EXERCISE INSTRUCTIONS:
Copy out each line of the data that includes the string "them".

· · · ·

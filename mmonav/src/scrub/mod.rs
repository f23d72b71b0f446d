//! Free-text scrubbing into canonical numeric token sequences.
//!
//! Players paste coordinates in whatever shape their game prints them:
//! `"Your location is 10, -20.5, 30"`, `"10 20"`, `"loc: 1,2,3,4"`. Scrubbing
//! reduces such text to a space-separated sequence of up to four signed
//! decimal tokens. Input the scrubber cannot confidently normalize is
//! returned unchanged - ambiguous text must never be misread as coordinates.

use std::sync::OnceLock;

use regex::Regex;

/// Maximum accepted input length, in characters.
///
/// Anything longer is not a coordinate paste and is passed through untouched.
pub const MAX_ENTRY_LENGTH: usize = 100;

/// Maximum numeric tokens considered (x, z, y and an optional facing).
pub const MAX_COMPONENTS: usize = 4;

/// Signed decimal number pattern shared by the scrubber and the log-line
/// fallback scan.
pub(crate) fn numeric_pattern() -> &'static Regex {
    static PATTERN: OnceLock<Regex> = OnceLock::new();
    PATTERN.get_or_init(|| Regex::new(r"-?\d+(\.\d+)?").expect("numeric pattern is valid"))
}

/// Normalize `value` into up to four space-joined numeric tokens.
///
/// Returns the input unchanged when it is empty or whitespace, longer than
/// [`MAX_ENTRY_LENGTH`] characters, spans multiple lines, contains no numbers
/// at all, or when any text between two adjacent numbers is something other
/// than whitespace and commas (fail-open).
///
/// The function is idempotent: scrubbing already-scrubbed text yields the
/// same tokens.
pub fn scrub_entry(value: &str) -> String {
    if value.trim().is_empty() {
        return value.to_string();
    }
    if value.chars().count() > MAX_ENTRY_LENGTH {
        tracing::trace!(len = value.len(), "entry too long to scrub");
        return value.to_string();
    }
    // Multi-line text is never a single coordinate report.
    if value.contains('\n') || value.contains('\r') {
        return value.to_string();
    }

    let matches: Vec<_> = numeric_pattern()
        .find_iter(value)
        .take(MAX_COMPONENTS)
        .collect();
    if matches.is_empty() {
        return value.to_string();
    }

    // Adjacent numbers may only be separated by whitespace and/or commas.
    // Anything else (including no separator at all) means the numbers are
    // embedded in text we don't understand, so leave the input alone.
    for pair in matches.windows(2) {
        let gap = &value[pair[0].end()..pair[1].start()];
        if gap.is_empty() || gap.chars().any(|c| !c.is_whitespace() && c != ',') {
            tracing::trace!(gap, "ambiguous separator, returning input unscrubbed");
            return value.to_string();
        }
    }

    matches
        .iter()
        .map(|m| m.as_str())
        .collect::<Vec<_>>()
        .join(" ")
}

#[cfg(test)]
mod tests {
    use super::*;
    use proptest::prelude::*;

    #[test]
    fn test_scrubs_comma_separated_location_line() {
        assert_eq!(scrub_entry("Your location is 0, 0, 100"), "0 0 100");
    }

    #[test]
    fn test_scrubs_mixed_casing() {
        assert_eq!(scrub_entry("YOUR LOCATION IS 10, 20, 30"), "10 20 30");
    }

    #[test]
    fn test_scrubs_negative_and_decimal_numbers() {
        assert_eq!(scrub_entry("-10, 20.5, -30"), "-10 20.5 -30");
    }

    #[test]
    fn test_keeps_at_most_four_components() {
        assert_eq!(scrub_entry("1 2 3 4"), "1 2 3 4");
        // A fifth number makes the gap between #4 and #5 irrelevant - only
        // the first four matches are considered.
        assert_eq!(scrub_entry("1 2 3 4 5"), "1 2 3 4");
    }

    #[test]
    fn test_passes_through_empty_and_whitespace() {
        assert_eq!(scrub_entry(""), "");
        assert_eq!(scrub_entry("   "), "   ");
    }

    #[test]
    fn test_passes_through_overlong_input() {
        let long = "1 ".repeat(60);
        assert_eq!(scrub_entry(&long), long, "over-length input must not be altered");
    }

    #[test]
    fn test_passes_through_multiline_input() {
        let input = "10 20\n30 40";
        assert_eq!(scrub_entry(input), input);
    }

    #[test]
    fn test_passes_through_text_without_numbers() {
        assert_eq!(scrub_entry("north of the bridge"), "north of the bridge");
    }

    #[test]
    fn test_fails_open_on_letter_between_numbers() {
        let input = "10 x 20";
        assert_eq!(scrub_entry(input), input, "letters between numbers are ambiguous");
    }

    #[test]
    fn test_fails_open_on_adjacent_numbers_without_separator() {
        // "1-2" matches "1" then "-2" with an empty gap between them.
        assert_eq!(scrub_entry("1-2"), "1-2");
    }

    #[test]
    fn test_leading_and_trailing_text_is_fine() {
        // Gap validation only applies between matched numbers.
        assert_eq!(scrub_entry("loc: 1, 2 (approx)"), "1 2");
    }

    #[test]
    fn test_idempotent_on_scrubbed_output() {
        let once = scrub_entry("Your location is 10, 20, 30");
        assert_eq!(scrub_entry(&once), once);
    }

    proptest! {
        /// Scrubbing is idempotent for every input the first pass normalizes.
        #[test]
        fn prop_scrub_is_idempotent(input in ".{0,120}") {
            let once = scrub_entry(&input);
            let twice = scrub_entry(&once);
            prop_assert_eq!(once, twice);
        }
    }
}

· · · ·

SOLUTION TO THE PROBLEM:
//! Players paste coordinates in whatever shape their game prints them:
        // "1-2" matches "1" then "-2" with an empty gap between them.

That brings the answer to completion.